Do centralnej kostnicy miejskiej w Bagdadzie trafiło w czerwcu 1595 ciał - podali w środę przedstawiciele tej instytucji. Jak dodają, to najwyższa liczba ofiar zamachów w stolicy Iraku od lutego, gdy zniszczono szyickie sanktuarium w Samarze.
Liczba ofiar wzrosła nawet po zabiciu 7 czerwca przez Amerykanów przywódcy irackiej Al-Kaidy, Abu Musaba az-Zarkawiego - podkreślają pracownicy kostnicy.

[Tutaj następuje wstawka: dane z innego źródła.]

//! event_booking - Event booking and availability service
//!
//! Serves the event catalog, seat availability and bookings over HTTP.
//! Uses PostgreSQL when `DATABASE_URL` is set, otherwise an in-memory store.

use std::net::SocketAddr;
use std::sync::Arc;

use axum::Router;
use sqlx::PgPool;
use tower_http::cors::CorsLayer;
use tower_http::timeout::TimeoutLayer;
use tracing_subscriber::{layer::SubscriberExt, util::SubscriberInitExt};

use event_booking::config::LogFormat;
use event_booking::jobs::{JobScheduler, JobSchedulerConfig};
use event_booking::{api, db, AppState, Config, Datastore, MemoryStore, PgStore};

/// Initialize tracing/logging
fn init_tracing(format: LogFormat) {
    let filter = tracing_subscriber::EnvFilter::try_from_default_env()
        .unwrap_or_else(|_| "event_booking=debug,tower_http=debug".into());

    let registry = tracing_subscriber::registry().with(filter);
    match format {
        LogFormat::Json => registry.with(tracing_subscriber::fmt::layer().json()).init(),
        LogFormat::Pretty => registry.with(tracing_subscriber::fmt::layer()).init(),
    }
}

/// Log format has to be known before the subscriber exists
fn log_format_from_env() -> LogFormat {
    std::env::var("LOG_FORMAT")
        .ok()
        .and_then(|v| v.parse().ok())
        .unwrap_or(LogFormat::Pretty)
}

/// Build the application router with server-level layers
fn build_router(state: AppState, config: &Config) -> Router {
    let router = api::create_router(state).layer(TimeoutLayer::new(config.request_timeout));

    if config.is_production() {
        router
    } else {
        router.layer(CorsLayer::permissive())
    }
}

#[tokio::main]
async fn main() -> anyhow::Result<()> {
    // Load environment variables
    dotenvy::dotenv().ok();

    init_tracing(log_format_from_env());

    let config = Config::from_env()?;
    let addr: SocketAddr = format!("{}:{}", config.host, config.port).parse()?;

    tracing::info!(environment = %config.environment, "Starting event_booking server");

    let (store, pool): (Arc<dyn Datastore>, Option<PgPool>) = match &config.database_url {
        Some(url) => {
            tracing::info!("Connecting to database...");
            let pool = db::connect(url, &config).await?;
            db::verify_connection(&pool).await?;

            if !db::check_schema(&pool).await? {
                tracing::error!("Database schema is not complete. Please run migrations.");
                return Err(anyhow::anyhow!("Database schema incomplete"));
            }

            tracing::info!("Database connected successfully");
            let store: Arc<dyn Datastore> = Arc::new(PgStore::new(pool.clone()));
            (store, Some(pool))
        }
        None => {
            tracing::warn!("DATABASE_URL not set; using in-memory datastore");
            let store: Arc<dyn Datastore> = Arc::new(MemoryStore::new());
            (store, None)
        }
    };

    let scheduler = config.reconcile_interval.map(|reconcile_interval| {
        JobScheduler::with_config(Arc::clone(&store), JobSchedulerConfig { reconcile_interval })
            .start()
    });

    let state = AppState::new(store, &config);
    let app = build_router(state, &config);

    tracing::info!("Listening on http://{}", addr);
    let listener = tokio::net::TcpListener::bind(addr).await?;

    // Graceful shutdown
    axum::serve(
        listener,
        app.into_make_service_with_connect_info::<SocketAddr>(),
    )
    .with_graceful_shutdown(shutdown_signal())
    .await?;

    // Cleanup
    tracing::info!("Server shutting down...");
    if let Some(handle) = scheduler {
        handle.abort();
    }
    if let Some(pool) = pool {
        pool.close().await;
        tracing::info!("Database connections closed");
    }
    tracing::info!("Goodbye!");

    Ok(())
}

/// Shutdown signal handler for graceful shutdown
async fn shutdown_signal() {
    let ctrl_c = async {
        if let Err(e) = tokio::signal::ctrl_c().await {
            tracing::error!(error = %e, "Failed to install Ctrl+C handler");
            std::future::pending::<()>().await;
        }
    };

    #[cfg(unix)]
    let terminate = async {
        match tokio::signal::unix::signal(tokio::signal::unix::SignalKind::terminate()) {
            Ok(mut signal) => {
                signal.recv().await;
            }
            Err(e) => {
                tracing::error!(error = %e, "Failed to install SIGTERM handler");
                std::future::pending::<()>().await;
            }
        }
    };

    #[cfg(not(unix))]
    let terminate = std::future::pending::<()>();

    tokio::select! {
        _ = ctrl_c => {
            tracing::info!("Received Ctrl+C, initiating graceful shutdown...");
        },
        _ = terminate => {
            tracing::info!("Received SIGTERM, initiating graceful shutdown...");
        },
    }
}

Zastępca kierownika placówki doktor Abdul Razak al-Obaidi przypomniał, że kwietniu do kostnicy przywieziono 1155 zwłok, a w maju - 1375. Większość zwłok nosiła ślady po strzałach w głowę, co jest uważane za charakterystyczną cechę zabójstw na tle wyznaniowym.
O zniszczenie Złotego Meczetu w Samarze władze Iraku oskarżyły pod koniec czerwca bojowników Al-Kaidy. Atak na meczet w tym mieście znacznie nasilił zbrojną konfrontację irackich sunnitów i szyitów.
Tylko w Bagdadzie ofiarą podejmowanych przez obie społeczności aktów przemocy pada obecnie od 30 do 50 osób dziennie. Według obserwatorów, Irak znalazł się na krawędzi wojny domowej. (PAP)
zab/ ap/
3857 arch. int.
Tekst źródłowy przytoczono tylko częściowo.